Depending on how many other people are using your cluster and how big it is, you can try different numbers of processes by changing the 3 above.

Once that seems to be working for you, try the example 2, which uses sends and receives.


The procedure for compiling and running all of your mpi code will follow this format.

Activity 1: Computing {\pi} ?

Download the source code to do this activity (originally from [1]): :download: download seq_pi_done.c and download mpi_pi_done.c <mpi_pi_done.c>

Have it open in an editor so that you can follow along. Or at a minimum use your browser and right-click on the link above and choose to open it in a new browser window.

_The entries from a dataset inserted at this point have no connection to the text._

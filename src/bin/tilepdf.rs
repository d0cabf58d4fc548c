//! CLI binary for tilepdf.
//!
//! A thin shim over the library crate that wires a local input directory,
//! output directory and tracker file into a batch run and prints results.

use anyhow::{Context, Result};
use clap::Parser;
use indicatif::{ProgressBar, ProgressStyle};
use std::io;
use std::path::PathBuf;
use std::process::ExitCode;
use std::sync::atomic::{AtomicUsize, Ordering};
use std::sync::Arc;
use std::time::Duration;
use tilepdf::{
    pending_files, run_batch, BatchProgressCallback, BatchStats, Collaborators, FileError,
    FileOutcome, FileStats, FileTracker, LocalDirSink, LocalDirSource, ProgressCallback,
    SkipReason, TilingConfig,
};
use tracing_subscriber::EnvFilter;

// ── ANSI colour helpers (no extra deps) ──────────────────────────────────────

fn green(s: &str) -> String {
    format!("\x1b[32m{s}\x1b[0m")
}
fn red(s: &str) -> String {
    format!("\x1b[31m{s}\x1b[0m")
}
fn dim(s: &str) -> String {
    format!("\x1b[2m{s}\x1b[0m")
}
fn bold(s: &str) -> String {
    format!("\x1b[1m{s}\x1b[0m")
}
fn cyan(s: &str) -> String {
    format!("\x1b[36m{s}\x1b[0m")
}

const TICKS: &[&str] = &["⠋", "⠙", "⠹", "⠸", "⠼", "⠴", "⠦", "⠧", "⠇", "⠏", "⠿"];

// ── CLI progress callback using indicatif ────────────────────────────────────

/// Live progress bar plus one log line per file. Files finish out of order
/// when `--concurrency` > 1, so every line carries the file name.
struct CliProgressCallback {
    bar: ProgressBar,
    errors: AtomicUsize,
}

impl CliProgressCallback {
    fn new() -> Arc<Self> {
        let bar = ProgressBar::new(0);
        let style = ProgressStyle::with_template(
            "{spinner:.cyan} {prefix:.bold}  \
             [{bar:42.green/238}] {pos:>3}/{len} files  \
             ⏱ {elapsed_precise}  {msg}",
        )
        .unwrap_or_else(|_| ProgressStyle::default_bar())
        .progress_chars("█▉▊▋▌▍▎▏  ")
        .tick_strings(TICKS);

        bar.set_style(style);
        bar.set_prefix("Tiling");
        bar.enable_steady_tick(Duration::from_millis(80));

        Arc::new(Self {
            bar,
            errors: AtomicUsize::new(0),
        })
    }
}

impl BatchProgressCallback for CliProgressCallback {
    fn on_batch_start(&self, total_files: usize) {
        self.bar.set_length(total_files as u64);
        self.bar.reset_eta();
        self.bar.println(format!(
            "{} {}",
            cyan("◆"),
            bold(&format!("Processing {total_files} file(s)…"))
        ));
    }

    fn on_file_start(&self, name: &str) {
        self.bar.set_message(name.to_string());
    }

    fn on_file_complete(&self, name: &str, stats: &FileStats) {
        self.bar.println(format!(
            "  {} {}  {}  {}",
            green("✓"),
            name,
            dim(&format!(
                "{} tiles, {} KiB, q{} @ {}%",
                stats.tiles,
                stats.pdf_bytes / 1024,
                stats.quality,
                stats.resize_percent
            )),
            dim(&format!("{:.1}s", stats.duration_ms as f64 / 1000.0)),
        ));
        self.bar.inc(1);
    }

    fn on_file_skipped(&self, name: &str, reason: &SkipReason) {
        self.bar
            .println(format!("  {} {}  {}", dim("–"), name, dim(&reason.to_string())));
        self.bar.inc(1);
    }

    fn on_file_error(&self, error: &FileError) {
        self.errors.fetch_add(1, Ordering::SeqCst);

        // Truncate very long error messages to keep output tidy.
        let msg: String = if error.message.chars().count() > 80 {
            let mut s: String = error.message.chars().take(79).collect();
            s.push('\u{2026}');
            s
        } else {
            error.message.clone()
        };

        self.bar
            .println(format!("  {} {}  {}", red("✗"), error.name, red(&msg)));
        self.bar.inc(1);
    }

    fn on_batch_complete(&self, stats: &BatchStats) {
        self.bar.finish_and_clear();

        let failed = self.errors.load(Ordering::SeqCst);
        let mark = if failed == 0 {
            green("✔")
        } else if stats.processed == 0 {
            red("✘")
        } else {
            cyan("⚠")
        };
        eprintln!(
            "{} {} processed, {} skipped, {} failed  {}",
            mark,
            bold(&stats.processed.to_string()),
            stats.skipped,
            if failed == 0 {
                failed.to_string()
            } else {
                red(&failed.to_string())
            },
            dim(&format!("{}ms", stats.total_duration_ms)),
        );
    }
}

const AFTER_HELP: &str = r#"EXAMPLES:
  # Process up to 5 new scans into ./out
  tilepdf scans -o out

  # Everything pending, 3 strips per page, 10 MiB budget
  tilepdf scans -o out --all --parts 3 --budget-mb 10

  # Show what would be processed
  tilepdf scans -o out --dry-run

  # JSON report for scripting
  tilepdf scans -o out --json > report.json

SUPPORTED INPUTS:
  .pdf                       first page rasterised at --dpi
  .jpg .jpeg .png .tif .tiff EXIF orientation applied
  anything else              skipped, never marked processed

OUTPUT:
  <OUTPUT_DIR>/<stem>_tiles.pdf, one page per horizontal strip.
  Processed names are recorded in the tracker file and skipped next time.

ENVIRONMENT VARIABLES:
  PDFIUM_LIB_PATH   Path to libpdfium (otherwise the system library is used)
  RUST_LOG          Overrides the log filter
"#;

/// Compress scans and split them into multi-page tiled PDFs.
#[derive(Parser, Debug)]
#[command(
    name = "tilepdf",
    version,
    about = "Compress scans and split them into multi-page tiled PDFs",
    long_about = "Compress each image or single-page PDF in INPUT_DIR under a byte budget, \
cut it into horizontal strips and write one PDF page per strip into OUTPUT_DIR. \
Files already listed in the tracker are skipped.",
    arg_required_else_help = true,
    color = clap::ColorChoice::Auto,
    after_long_help = AFTER_HELP
)]
struct Cli {
    /// Directory to read source files from (searched recursively).
    input: PathBuf,

    /// Directory to write `<stem>_tiles.pdf` files into.
    #[arg(short, long, env = "TILEPDF_OUTPUT")]
    output: PathBuf,

    /// Number of horizontal strips per image.
    #[arg(long, env = "TILEPDF_PARTS", default_value_t = tilepdf::config::DEFAULT_HORIZONTAL_PARTS,
          value_parser = clap::value_parser!(u32).range(1..))]
    parts: u32,

    /// Maximum size of the compressed raster, in MiB.
    #[arg(long, env = "TILEPDF_BUDGET_MB", default_value_t = 30,
          value_parser = clap::value_parser!(u64).range(1..))]
    budget_mb: u64,

    /// DPI for PDF rasterisation and the JPEG density header (36–600).
    #[arg(long, env = "TILEPDF_DPI", default_value_t = tilepdf::config::DEFAULT_DPI,
          value_parser = clap::value_parser!(u16).range(36..=600))]
    dpi: u16,

    /// Tracker file [default: <OUTPUT_DIR>/processed.txt].
    #[arg(long, env = "TILEPDF_TRACKER")]
    tracker: Option<PathBuf>,

    /// Maximum number of pending files per run.
    #[arg(long, env = "TILEPDF_MAX_FILES", default_value_t = tilepdf::config::DEFAULT_MAX_FILES,
          conflicts_with = "all")]
    max_files: usize,

    /// Process every pending file (no --max-files cap).
    #[arg(long, env = "TILEPDF_ALL")]
    all: bool,

    /// Number of files processed concurrently.
    #[arg(short, long, env = "TILEPDF_CONCURRENCY", default_value_t = 4)]
    concurrency: usize,

    /// List pending files and exit without processing.
    #[arg(long)]
    dry_run: bool,

    /// Print the batch report as JSON on stdout.
    #[arg(long, env = "TILEPDF_JSON")]
    json: bool,

    /// Disable progress bar.
    #[arg(long, env = "TILEPDF_NO_PROGRESS")]
    no_progress: bool,

    /// Enable DEBUG-level tracing logs.
    #[arg(short, long, env = "TILEPDF_VERBOSE")]
    verbose: bool,

    /// Suppress all output except errors.
    #[arg(short, long, env = "TILEPDF_QUIET")]
    quiet: bool,
}

#[tokio::main]
async fn main() -> Result<ExitCode> {
    let cli = Cli::parse();

    // ── Logging setup ────────────────────────────────────────────────────
    // The progress bar replaces INFO-level library logs.
    let show_progress = !cli.quiet && !cli.no_progress && !cli.json && !cli.dry_run;
    let filter = if cli.verbose {
        "debug"
    } else if cli.quiet || show_progress {
        "error"
    } else {
        "info"
    };

    tracing_subscriber::fmt()
        .with_env_filter(
            EnvFilter::try_from_default_env().unwrap_or_else(|_| EnvFilter::new(filter)),
        )
        .with_writer(io::stderr)
        .init();

    if !cli.input.is_dir() {
        anyhow::bail!("Input '{}' is not a directory", cli.input.display());
    }

    let tracker_path = cli
        .tracker
        .clone()
        .unwrap_or_else(|| cli.output.join("processed.txt"));
    let collab = Collaborators::new(
        Arc::new(LocalDirSource::new(&cli.input)),
        Arc::new(LocalDirSink::new(&cli.output)),
        Arc::new(FileTracker::new(tracker_path)),
    );

    let progress_cb: Option<ProgressCallback> = if show_progress {
        Some(CliProgressCallback::new() as Arc<dyn BatchProgressCallback>)
    } else {
        None
    };
    let config = build_config(&cli, progress_cb)?;

    // ── Dry run ──────────────────────────────────────────────────────────
    if cli.dry_run {
        let pending = pending_files(
            collab.source.as_ref(),
            collab.tracker.as_ref(),
            config.max_files,
        )
        .context("Failed to list pending files")?;

        if cli.json {
            println!(
                "{}",
                serde_json::to_string_pretty(&pending).context("Failed to serialise file list")?
            );
        } else {
            for name in &pending {
                println!("{name}");
            }
            if !cli.quiet {
                eprintln!("{} file(s) pending", pending.len());
            }
        }
        return Ok(ExitCode::SUCCESS);
    }

    // ── Run batch ────────────────────────────────────────────────────────
    std::fs::create_dir_all(&cli.output)
        .with_context(|| format!("Failed to create output directory {:?}", cli.output))?;

    let report = run_batch(&collab, &config)
        .await
        .context("Batch failed")?;

    if cli.json {
        let json = serde_json::to_string_pretty(&report).context("Failed to serialise report")?;
        println!("{json}");
    } else if !cli.quiet && !show_progress {
        // Only print per-file lines when the progress callback is disabled.
        for outcome in &report.outcomes {
            match outcome {
                FileOutcome::Processed {
                    name, output_name, ..
                } => eprintln!("{} {} → {}", green("✓"), name, output_name),
                FileOutcome::Skipped { name, reason } => {
                    eprintln!("{} {} ({})", dim("–"), name, reason)
                }
                FileOutcome::Failed { error } => eprintln!("{} {}", red("✗"), error),
            }
        }
        eprintln!(
            "{} processed, {} skipped, {} failed in {}ms",
            report.stats.processed,
            report.stats.skipped,
            report.stats.failed,
            report.stats.total_duration_ms
        );
    }

    Ok(if report.has_failures() {
        ExitCode::FAILURE
    } else {
        ExitCode::SUCCESS
    })
}

/// Map CLI args to `TilingConfig`.
fn build_config(cli: &Cli, progress: Option<ProgressCallback>) -> Result<TilingConfig> {
    let mut builder = TilingConfig::builder()
        .horizontal_parts(cli.parts)
        .budget_mb(cli.budget_mb)
        .dpi(cli.dpi)
        .concurrency(cli.concurrency)
        .max_files(if cli.all { None } else { Some(cli.max_files) });

    if let Some(cb) = progress {
        builder = builder.progress_callback(cb);
    }

    builder.build().context("Invalid configuration")
}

In this activity, we are going to analyze speedup and efficiency of a program that computes {\pi} using integration. We have formula:

\int_0^1 \frac{4}{1 + x^2} dx = {\pi}

Therefore, we can compute the area under the curve to get the value of the integral.


Figure 4: Graph for function

  • We can split the area under the curve into bins. The idea is to group the bins into smaller chunks so we can use each process to calculate each chunk, and then combine the result into one value. Remember, we can get a more accurate result if you split the area under the curve into more number of bins. We will walk you through the code step by step.

  • First, we initialize the MPI execution environment, define the size of communicator, and define the rank of each process.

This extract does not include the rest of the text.